Job responsibilities
- Executes software solutions, design, development, and technical troubleshooting with ability to think beyond routine or conventional approaches to build solutions or break down technical problems including data wrangling/analysis, model training, testing, and selection.
- Creates secure and high-quality production code and maintains algorithms that run synchronously with appropriate systems
- Produces architecture and design artifacts for complex applications while being accountable for ensuring design constraints are met by software code development
- Proactively identifies hidden problems and patterns in data and uses these insights to drive improvements to coding hygiene and system architecture
- Collaborate with other data scientists and machine learning engineers to deploy machine learning solutions.
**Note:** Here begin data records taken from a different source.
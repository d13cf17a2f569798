//! SQL-facing virtual table surface: plan selection, session state, and the
//! cursor that materializes one resultset per filter call.
//!
//! The relation exposes sixteen fixed columns. A query binds either
//! From/To (routing), From/Cost (isochrone) or FromPoint/ToPoint
//! (point-to-point); everything else about a request lives in session state
//! set through UPDATE. Filtering resolves the bound values, runs exactly one
//! orchestrator and materializes the rows eagerly; the cursor then only
//! walks them. A request that cannot be dispatched yields a single row
//! echoing the session, except for point-to-point failures which yield zero
//! rows and a distinguishable error.

use geo::Point;
use rand::rngs::StdRng;
use rand::SeedableRng;
use serde::Serialize;
use thiserror::Error;

use crate::error::{NetworkFormatError, StoreError};
use crate::geometry::PathLine;
use crate::graph::Graph;
use crate::index::{RoutingIndex, SearchScratch};
use crate::multidest::{self, DestinationSet};
use crate::point2point::{self, P2pError, P2pSolution};
use crate::range;
use crate::solution::{RouteOutcome, RowOptions, Solution};
use crate::store::NetworkStore;
use crate::tsp::{self, TspOutcome};

pub const COLUMN_COUNT: usize = 16;

/// The fixed column roster, in declaration order.
#[derive(Debug, Clone, Copy, PartialEq, Eq)]
#[repr(usize)]
pub enum Column {
    Algorithm = 0,
    Request = 1,
    Options = 2,
    Delimiter = 3,
    RouteId = 4,
    RouteRow = 5,
    Role = 6,
    LinkRowid = 7,
    NodeFrom = 8,
    NodeTo = 9,
    PointFrom = 10,
    PointTo = 11,
    Tolerance = 12,
    Cost = 13,
    Geometry = 14,
    Name = 15,
}

/// A materialized cell value.
#[derive(Debug, Clone, PartialEq, Serialize)]
pub enum Value {
    Null,
    Integer(i64),
    Real(f64),
    Text(String),
    Point { x: f64, y: f64, srid: Option<i32> },
    Line(PathLine),
}

impl Value {
    pub fn is_null(&self) -> bool {
        matches!(self, Value::Null)
    }
}

#[derive(Debug, Clone, Copy, PartialEq, Eq)]
pub enum ConstraintOp {
    Eq,
    Le,
    Other,
}

/// One plan-time constraint against a column.
#[derive(Debug, Clone, Copy)]
pub struct Constraint {
    pub column: usize,
    pub op: ConstraintOp,
    pub usable: bool,
}

/// Selects the execution plan from the bound constraints.
///
/// Returns the plan number consumed by [`RoutingTable::filter`]: 1/2 for
/// From+To (odd when From is bound first), 3/4 for From+Cost, 5/6 for
/// FromPoint+ToPoint, and 0 when the constraint set is unsupported.
pub fn plan(constraints: &[Constraint]) -> i32 {
    let mut from = None;
    let mut to = None;
    let mut cost = None;
    let mut from_point = None;
    let mut to_point = None;
    let mut errors = false;
    for (i, c) in constraints.iter().enumerate() {
        // unusable constraints are simply invisible to the planner
        if !c.usable {
            continue;
        }
        match (c.column, c.op) {
            (8, ConstraintOp::Eq) => from = Some(i),
            (9, ConstraintOp::Eq) => to = Some(i),
            (10, ConstraintOp::Eq) => from_point = Some(i),
            (11, ConstraintOp::Eq) => to_point = Some(i),
            (13, ConstraintOp::Le) => cost = Some(i),
            _ => errors = true,
        }
    }
    if errors {
        return 0;
    }
    match (from, to, cost, from_point, to_point) {
        (Some(f), Some(t), None, None, None) => {
            if f < t {
                1
            } else {
                2
            }
        }
        (Some(f), None, Some(c), None, None) => {
            if f < c {
                3
            } else {
                4
            }
        }
        (None, None, None, Some(f), Some(t)) => {
            if f < t {
                5
            } else {
                6
            }
        }
        _ => 0,
    }
}

#[derive(Debug, Clone, Copy, PartialEq, Eq, Default)]
pub enum Algorithm {
    #[default]
    Dijkstra,
    AStar,
}

impl Algorithm {
    pub fn label(self) -> &'static str {
        match self {
            Algorithm::Dijkstra => "Dijkstra",
            Algorithm::AStar => "A*",
        }
    }
}

#[derive(Debug, Clone, Copy, PartialEq, Eq, Default)]
pub enum Request {
    #[default]
    ShortestPath,
    TspNn,
    TspGa,
}

impl Request {
    pub fn label(self) -> &'static str {
        match self {
            Request::ShortestPath => "Shortest Path",
            Request::TspNn => "TSP NN",
            Request::TspGa => "TSP GA",
        }
    }
}

/// Per-table session state, mutated through UPDATE only.
#[derive(Debug, Clone)]
pub struct Session {
    pub algorithm: Algorithm,
    pub request: Request,
    pub options: RowOptions,
    pub delimiter: char,
    pub tolerance: f64,
}

impl Default for Session {
    fn default() -> Self {
        Self {
            algorithm: Algorithm::Dijkstra,
            request: Request::ShortestPath,
            options: RowOptions::Full,
            delimiter: ',',
            tolerance: 20.0,
        }
    }
}

impl Session {
    fn delimiter_echo(&self) -> String {
        let c = self.delimiter;
        let dec = c as u32;
        if c.is_ascii() && !c.is_ascii_control() {
            format!("{c} [dec={dec}, hex={dec:02x}]")
        } else {
            format!("[dec={dec}, hex={dec:02x}]")
        }
    }
}

/// Values bound by one UPDATE statement; `None` leaves the field untouched
/// (except algorithm and delimiter, which every UPDATE resets first).
#[derive(Debug, Clone, Default)]
pub struct SessionUpdate<'a> {
    pub algorithm: Option<&'a str>,
    pub request: Option<&'a str>,
    pub options: Option<&'a str>,
    pub delimiter: Option<&'a str>,
    pub tolerance: Option<f64>,
}

#[derive(Debug, Clone)]
pub enum TableWrite<'a> {
    Insert,
    Delete,
    Update(SessionUpdate<'a>),
}

#[derive(Debug, Error)]
pub enum WriteError {
    #[error("table is read-only: only UPDATE is supported")]
    ReadOnly,
}

#[derive(Debug, Error)]
pub enum TableError {
    #[error(transparent)]
    Format(#[from] NetworkFormatError),
    #[error(transparent)]
    Store(#[from] StoreError),
}

/// The routing virtual table: network graph, backing store and session.
pub struct RoutingTable<S: NetworkStore> {
    graph: Graph,
    index: RoutingIndex,
    store: S,
    session: Session,
    scratch: SearchScratch,
    rng: StdRng,
}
- Adds to team culture of diversity, equity, inclusion, and respect
Required qualifications, capabilities, and skills
- Formal training or certification on software engineering concepts and applied experience
- Relevant experience post-advanced degree (MS, PhD) in a quantitative field (e.g., Data Science, Computer Science, Applied Mathematics, Statistics, Econometrics).
- Hands-on practical experience and work experience with ML projects, both supervised and unsupervised.
- Proficient programming skills with Python, including libraries such as NumPy, pandas, and scikit-learn, as well as R.
- Understanding and usage of the OpenAI API.
- Experience with LLM & Prompt Engineering, including tools like LangChain, LangGraph, and Retrieval-Augmented Generation (RAG).
- Experience with data and model serving using Flask, FastAPI, and Kubernetes.
- Familiarity with other tools such as agent-based modeling frameworks (e.g., Reflection), Terraform, and Airflow.
- Demonstrated experience working with large and complex datasets.
- Experience in anomaly detection techniques and applications.
- Excellent problem-solving, communication (verbal and written), and teamwork skills.
Preferred qualifications, capabilities, and skills
- Knowledge of deep learning frameworks such as TensorFlow and PyTorch.
- Understanding of big data frameworks such as Spark, Hadoop, or Databricks.
- Databases understanding, including SQL (Oracle, Aurora), Chroma DB, and Vector DB.
- Knowledge with graph analytics and neural networks.
- Familiarity in the financial services industry.